The answer must be every line of the data that holds the word "source".
═══ SUPPLIED MATERIAL ═══
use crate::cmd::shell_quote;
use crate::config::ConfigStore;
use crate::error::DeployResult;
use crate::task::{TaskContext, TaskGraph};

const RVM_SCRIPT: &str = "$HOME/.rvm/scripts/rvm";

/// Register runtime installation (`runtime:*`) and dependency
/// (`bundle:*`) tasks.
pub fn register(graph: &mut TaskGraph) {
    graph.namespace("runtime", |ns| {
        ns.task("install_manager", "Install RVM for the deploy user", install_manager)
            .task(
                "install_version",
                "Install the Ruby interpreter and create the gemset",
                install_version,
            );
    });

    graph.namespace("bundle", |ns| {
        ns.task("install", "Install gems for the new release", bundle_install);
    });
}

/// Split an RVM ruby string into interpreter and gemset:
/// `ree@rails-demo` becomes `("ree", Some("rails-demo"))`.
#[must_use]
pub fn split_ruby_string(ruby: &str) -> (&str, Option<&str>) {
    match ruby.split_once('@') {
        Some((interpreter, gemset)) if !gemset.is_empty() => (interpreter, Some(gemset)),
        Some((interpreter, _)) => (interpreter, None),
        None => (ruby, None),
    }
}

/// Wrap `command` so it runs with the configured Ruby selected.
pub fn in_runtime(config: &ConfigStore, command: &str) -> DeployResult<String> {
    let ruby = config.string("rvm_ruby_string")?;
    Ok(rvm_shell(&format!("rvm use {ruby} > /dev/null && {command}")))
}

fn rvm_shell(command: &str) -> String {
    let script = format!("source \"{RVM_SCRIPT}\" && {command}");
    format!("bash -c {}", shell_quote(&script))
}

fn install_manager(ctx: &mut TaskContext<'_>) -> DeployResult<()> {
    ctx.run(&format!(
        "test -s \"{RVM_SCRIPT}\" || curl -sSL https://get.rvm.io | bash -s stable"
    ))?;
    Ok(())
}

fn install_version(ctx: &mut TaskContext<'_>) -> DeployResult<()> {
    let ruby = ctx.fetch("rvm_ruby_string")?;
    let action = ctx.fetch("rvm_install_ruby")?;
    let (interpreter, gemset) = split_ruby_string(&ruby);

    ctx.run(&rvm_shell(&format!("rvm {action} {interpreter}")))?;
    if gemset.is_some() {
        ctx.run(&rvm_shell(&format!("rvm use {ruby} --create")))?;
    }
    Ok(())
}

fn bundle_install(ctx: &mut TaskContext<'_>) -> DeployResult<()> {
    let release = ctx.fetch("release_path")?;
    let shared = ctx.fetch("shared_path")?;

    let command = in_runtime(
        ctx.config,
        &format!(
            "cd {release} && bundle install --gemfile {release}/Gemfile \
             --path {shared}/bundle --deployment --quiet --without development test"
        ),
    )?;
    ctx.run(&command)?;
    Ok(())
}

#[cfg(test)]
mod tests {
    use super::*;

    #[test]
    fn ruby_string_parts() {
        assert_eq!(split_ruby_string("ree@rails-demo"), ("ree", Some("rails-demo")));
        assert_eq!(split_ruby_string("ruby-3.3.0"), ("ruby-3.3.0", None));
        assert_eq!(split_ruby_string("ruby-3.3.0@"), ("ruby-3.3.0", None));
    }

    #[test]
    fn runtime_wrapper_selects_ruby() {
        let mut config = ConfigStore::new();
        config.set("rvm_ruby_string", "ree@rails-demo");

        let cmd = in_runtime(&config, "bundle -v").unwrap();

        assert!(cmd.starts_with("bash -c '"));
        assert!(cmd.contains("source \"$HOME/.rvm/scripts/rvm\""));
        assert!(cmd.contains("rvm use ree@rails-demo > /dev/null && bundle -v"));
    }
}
═══
WORKED SOLUTION:
    let script = format!("source \"{RVM_SCRIPT}\" && {command}");
        assert!(cmd.contains("source \"$HOME/.rvm/scripts/rvm\""));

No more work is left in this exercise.